On January 6th, 2021, 2,000 of former US President Donald Trump’s supporters did the unprecedented: for six hours, they stopped the peaceful transfer of the presidency.

Incited by Trump, a small group of rioters arrived carrying semi-automatic guns.1 As their numbers expanded to hundreds, they beat back Capitol security and smashed windows to gain entry to the building. Waving a medley of American, Confederate,2 and Christian nationalist flags,3 some rioters set up gallows in front of the Capitol, some searched for politicians, and some were seen taking selfies and streaming the chaos to Facebook Live.4 Meanwhile, the Congress evacuated.

The Capitol invaded by Donald Trump's supporters

By evening, the Capitol was secured, leaving five dead,5 and the country shaken at the demonstration of a newly emboldened reactionary right. By January 7, Congress resumed session and Trump’s former Vice President, Mike Pence, declared Joseph Biden and Kamala Harris the official president and vice president elects.

This attack on the Capitol was short-lived but alarming, fueled by a long history of right-wing conservatism burgeoning in the US.
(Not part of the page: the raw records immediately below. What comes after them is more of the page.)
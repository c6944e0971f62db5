//! Map vehicle status documents onto attribute groups
use chrono::Utc;
use serde_json::Value;
use smarteq_common::{
    Attribute, AttributeGroup, AttributeValue, GroupKind, RetrievalStatus, UpdateKind, Vehicle,
};
use tracing::error;

/// Keys that may hold the value of a field, in order of preference.
const VALUE_KEYS: [&str; 4] = ["value", "int_value", "double_value", "bool_value"];

/// Keys that may hold the unit of a field, in order of preference.
const UNIT_KEYS: [&str; 7] = [
    "distance_unit",
    "ratio_unit",
    "clock_hour_unit",
    "gas_consumption_unit",
    "pressure_unit",
    "electricity_consumption_unit",
    "combustion_consumption_unit",
];

/// What to do with fields missing from a document.
#[derive(Debug, Clone, Copy, PartialEq, Eq)]
pub enum MergeMode {
    /// Missing fields are marked as not received.
    Replace,

    /// Missing fields keep their previous value.
    Merge,
}

impl From<MergeMode> for UpdateKind {
    fn from(mode: MergeMode) -> Self {
        match mode {
            MergeMode::Replace => Self::Full,
            MergeMode::Merge => Self::Partial,
        }
    }
}

/// What happened to a group.
#[derive(Debug, Clone, Copy, PartialEq, Eq)]
pub enum GroupOutcome {
    /// The document was applied.
    Updated,

    /// There was no document, every field is marked as failed.
    FetchFailed,

    /// The document had no status data, every field is marked as not received.
    Malformed,
}

fn store(group: &mut AttributeGroup, field: &str, attribute: Attribute) {
    if let Err(err) = group.set(field, attribute) {
        error!("Cannot store attribute: {err}");
    }
}

fn fill(group: &mut AttributeGroup, attribute: &Attribute) {
    for field in group.kind().fields() {
        store(group, field, attribute.clone());
    }
}

fn text(value: &Value) -> Option<String> {
    match value {
        Value::Null => None,
        Value::String(s) => Some(s.clone()),
        other => Some(other.to_string()),
    }
}

#[allow(clippy::cast_possible_truncation)]
fn timestamp(value: Option<&Value>) -> i64 {
    match value {
        Some(Value::Number(n)) => n
            .as_i64()
            .or_else(|| n.as_f64().map(|f| f as i64))
            .unwrap_or(0),
        Some(Value::String(s)) => s.trim().parse().unwrap_or(0),
        _ => 0,
    }
}

/// Parse one field of the `status.data` object.
#[must_use]
pub fn parse_attribute(raw: &Value) -> Attribute {
    // A key that is present with a null value still wins.
    let value = VALUE_KEYS
        .iter()
        .find_map(|key| raw.get(key))
        .map_or(AttributeValue::Int(-1), AttributeValue::from_json);

    let retrieval_status = raw
        .get("status")
        .map_or(RetrievalStatus::Valid, RetrievalStatus::from_json);

    let unit = UNIT_KEYS
        .iter()
        .filter_map(|key| raw.get(key))
        .find_map(text);

    Attribute {
        value,
        retrieval_status,
        timestamp: Some(timestamp(raw.get("timestamp"))),
        distance_unit: raw.get("distance_unit").and_then(text),
        display_value: raw.get("display_value").and_then(text),
        unit,
    }
}

/// Apply a vehicle status document to one group.
///
/// `None` means the document could not be fetched.
pub fn apply_group(
    group: &mut AttributeGroup,
    document: Option<&Value>,
    mode: MergeMode,
) -> GroupOutcome {
    let Some(document) = document else {
        fill(group, &Attribute::fetch_failed());
        return GroupOutcome::FetchFailed;
    };

    let Some(data) = document
        .get("status")
        .and_then(|status| status.get("data"))
        .and_then(Value::as_object)
    else {
        if !group.kind().fields().is_empty() {
            error!("Vehicle document has no status data for {}", group.kind());
        }
        fill(group, &Attribute::not_received());
        return GroupOutcome::Malformed;
    };

    for field in group.kind().fields() {
        match (data.get(*field), mode) {
            (Some(raw), _) => store(group, field, parse_attribute(raw)),
            (None, MergeMode::Replace) => store(group, field, Attribute::not_received()),
            (None, MergeMode::Merge) => {}
        }
    }

    GroupOutcome::Updated
}

/// Apply a vehicle status document to every group of a vehicle.
///
/// Only an applied document counts as a received message.
pub fn normalize_vehicle(
    vehicle: &mut Vehicle,
    document: Option<&Value>,
    mode: MergeMode,
) -> GroupOutcome {
    let mut outcome = GroupOutcome::Updated;
    for kind in GroupKind::ALL {
        outcome = apply_group(vehicle.group_mut(kind), document, mode);
    }

    if outcome == GroupOutcome::Updated {
        vehicle.mark_message_received(Utc::now(), mode.into());
    }
    outcome
}

#[cfg(test)]
mod tests {
    #![allow(clippy::unwrap_used)]
    use super::*;
    use rstest::rstest;
    use serde_json::json;

    fn document(data: Value) -> Value {
        json!({ "status": { "data": data } })
    }

    fn electric() -> AttributeGroup {
        AttributeGroup::new(GroupKind::Electric)
    }

    #[test]
    fn test_missing_field_replace() {
        let mut group = electric();
        let doc = document(json!({ "soc": { "value": 80, "timestamp": 1_700_000_000 } }));

        let outcome = apply_group(&mut group, Some(&doc), MergeMode::Replace);

        assert_eq!(outcome, GroupOutcome::Updated);
        let soc = group.get("soc").unwrap();
        assert_eq!(soc.value, AttributeValue::Int(80));
        assert_eq!(soc.retrieval_status, RetrievalStatus::Valid);
        assert_eq!(soc.timestamp, Some(1_700_000_000));

        let range = group.get("rangeelectric").unwrap();
        assert_eq!(range, &Attribute::not_received());
        assert_eq!(range.value, AttributeValue::Int(0));
        assert_eq!(range.retrieval_status, RetrievalStatus::Code(4));
        assert_eq!(range.timestamp, Some(0));
    }

    #[test]
    fn test_missing_field_merge() {
        let mut group = electric();
        let first = document(json!({
            "soc": { "value": 80 },
            "rangeelectric": { "int_value": 120, "distance_unit": "KILOMETERS" },
        }));
        apply_group(&mut group, Some(&first), MergeMode::Replace);
        let before = group.get("rangeelectric").unwrap().clone();

        let second = document(json!({ "soc": { "value": 79 } }));
        apply_group(&mut group, Some(&second), MergeMode::Merge);

        assert_eq!(group.get("rangeelectric").unwrap(), &before);
        assert_eq!(group.get("soc").unwrap().value, AttributeValue::Int(79));
    }

    #[test]
    fn test_fetch_failed() {
        let mut group = electric();
        let outcome = apply_group(&mut group, None, MergeMode::Replace);

        assert_eq!(outcome, GroupOutcome::FetchFailed);
        assert_eq!(group.len(), GroupKind::Electric.fields().len());
        for (_, attribute) in group.iter() {
            assert_eq!(attribute.value, AttributeValue::Int(-1));
            assert_eq!(attribute.retrieval_status, RetrievalStatus::Code(-1));
            assert_eq!(attribute.timestamp, None);
        }
    }

    #[rstest]
    #[case(json!({}))]
    #[case(json!({ "status": {} }))]
    #[case(json!({ "status": { "data": [1, 2] } }))]
    #[case(json!("garbage"))]
    fn test_malformed_document(#[case] doc: Value) {
        for mode in [MergeMode::Replace, MergeMode::Merge] {
            let mut group = electric();
            let outcome = apply_group(&mut group, Some(&doc), mode);
            assert_eq!(outcome, GroupOutcome::Malformed);
            assert_eq!(group.get("soc").unwrap(), &Attribute::not_received());
        }
    }

    #[rstest]
    #[case(json!({ "ratio_unit": "x", "pressure_unit": "y" }), Some("x"))]
    #[case(json!({ "pressure_unit": "y", "distance_unit": "KM" }), Some("KM"))]
    #[case(json!({ "combustion_consumption_unit": "L_PER_100KM" }), Some("L_PER_100KM"))]
    #[case(json!({ "value": 1 }), None)]
    fn test_unit_priority(#[case] raw: Value, #[case] expected: Option<&str>) {
        assert_eq!(parse_attribute(&raw).unit.as_deref(), expected);
    }

    #[rstest]
    #[case(json!({ "value": "ACTIVE", "int_value": 1 }), AttributeValue::Text("ACTIVE".into()))]
    #[case(json!({ "int_value": 3, "double_value": 3.5 }), AttributeValue::Int(3))]
    #[case(json!({ "double_value": 3.5 }), AttributeValue::Float(3.5))]
    #[case(json!({ "bool_value": false }), AttributeValue::Bool(false))]
    #[case(json!({ "value": null, "int_value": 1 }), AttributeValue::Null)]
    #[case(json!({ "status": "VALID" }), AttributeValue::Int(-1))]
    fn test_value_fallback(#[case] raw: Value, #[case] expected: AttributeValue) {
        assert_eq!(parse_attribute(&raw).value, expected);
    }

    #[rstest]
    #[case(json!({ "timestamp": 1_600_000_000 }), 1_600_000_000)]
    #[case(json!({ "timestamp": "1600000000" }), 1_600_000_000)]
    #[case(json!({ "timestamp": "yesterday" }), 0)]
    #[case(json!({}), 0)]
    fn test_timestamp(#[case] raw: Value, #[case] expected: i64) {
        assert_eq!(parse_attribute(&raw).timestamp, Some(expected));
    }

    #[test]
    fn test_status_and_metadata() {
        let attribute = parse_attribute(&json!({
            "value": 250,
            "status": 0,
            "distance_unit": "KILOMETERS",
            "display_value": "250 km",
        }));
        assert_eq!(attribute.retrieval_status, RetrievalStatus::Code(0));
        assert!(attribute.retrieval_status.is_valid());
        assert_eq!(attribute.distance_unit.as_deref(), Some("KILOMETERS"));
        assert_eq!(attribute.display_value.as_deref(), Some("250 km"));
        assert_eq!(attribute.unit.as_deref(), Some("KILOMETERS"));

        let attribute = parse_attribute(&json!({ "value": 1, "status": "NOT_RECEIVED" }));
        assert_eq!(attribute.retrieval_status, RetrievalStatus::NotReceived);
    }

    #[test]
    fn test_normalize_vehicle() {
        let mut vehicle = Vehicle::new("fin", None);
        let doc = document(json!({
            "odo": { "int_value": 12_345, "distance_unit": "KILOMETERS" },
            "tirewarningsrdk": { "value": "0" },
        }));

        let outcome = normalize_vehicle(&mut vehicle, Some(&doc), MergeMode::Replace);

        assert_eq!(outcome, GroupOutcome::Updated);
        assert_eq!(vehicle.messages_received().full, 1);
        assert!(vehicle.last_message_received().is_some());
        let odo = vehicle.group(GroupKind::Odometer).get("odo").unwrap();
        assert_eq!(odo.value, AttributeValue::Int(12_345));
        let soc = vehicle.group(GroupKind::Electric).get("soc").unwrap();
        assert_eq!(soc, &Attribute::not_received());
        assert!(vehicle.group(GroupKind::Doors).is_empty());

        let outcome = normalize_vehicle(&mut vehicle, None, MergeMode::Replace);
        assert_eq!(outcome, GroupOutcome::FetchFailed);
        assert_eq!(vehicle.messages_received().full, 1);
        let odo = vehicle.group(GroupKind::Odometer).get("odo").unwrap();
        assert_eq!(odo, &Attribute::fetch_failed());
    }
}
The Chickens Come Home to Roost: United States' Intervention Abroad

For decades before an insurrection attempt on its own soil, the United States had consistently been the perpetrator of bloody coups abroad. They prepared early: in the 1940s, the U.S. Army opened a School of the Americas (SOA) in Fort Benning, Georgia, to train Latin American soldiers in torture.6

CIA massacres and interventions around the world

The CIA and US State Department, for example, joined the Indonesian armed forces in 1965 to crush the Partai Komunis Indonesia (PKI). Anywhere from 500,000 to three million people were killed for their associations with communism. Journalist Vincent Bevins estimates that a “loose network of US-backed anti-communist extermination programs . . . carried out mass murder in at least twenty-two countries,” during the Cold War: Argentina, Bolivia, Brazil, Chile, Colombia, East Timor, El Salvador, Guatemala, Honduras, Indonesia, Iraq, Mexico, Nicaragua, Paraguay, the Philippines, South Korea, Sudan, Taiwan, Thailand, Uruguay, Venezuela, and Vietnam.7

In every case, the US responded to its terror of communism — whose threat they perceived at every suggestion — with extreme violence, using the CIA to deploy it. Longer-term operations included the United States’ deposition of the leader of the Congolese National Movement (MNC), Patrice Lumumba, and leftist President João Goulart of Brazil in the 1960s. The US also supported a coup against Haitian President Jean-Bertrand Aristide in 1991, another in 2004, and a coup against Honduran President Manuel Zelaya in 2009. Moreover, the US’s War on Terror, under conservative President George H W Bush and Vice President Dick Cheney, completely destabilized the government of Afghanistan after 9/11.8

Jerry Falwell and the "Moral Majority" movement

Christian Nationalists Mobilize in America

Zealots leaning right have long claimed that the United States was founded as a Christian nation.9 During the 20th century, the American — often Christian — far-right mobilized in reaction to civil rights movements espousing white supremacy and cultural chauvinism. Amidst the Cold War, a nationalist brand of Conservative evangelicalism grew stronger when J Edgar Hoover and the FBI shoehorned Christianity into their fighting strategy against communism: by painting America as a “Judeo-Christian civilization” that was at war with communism.10

In the 1970s, Baptist minister and televangelist Jerry Falwell created a political organization called the Moral Majority. They declared a “pro-life, pro-family, pro-morality, and pro-American” agenda, and funded “think tanks” like the Heritage Foundation and the Cato Institute, while corporate Political Action Committees (PACs) quadrupled in number.11

As the American right expanded its interests beyond anti-communism, the Christian right, exemplified by the Moral Majority, honed in on moral panics, targeting same-sex marriage, abortion access, and supporting suppression efforts against Black voters.12 13

The religious right had largely coalesced by the end of the 1970s, throwing their support behind President-elect Ronald Reagan, a militant anti-communist whose wave of conservatism produced David Duke, a neo-Nazi and former leader of the Ku Klux Klan (KKK). In his 1980 campaign, Reagan popularized the catchphrase Donald Trump uses today: “Let’s make America great again.”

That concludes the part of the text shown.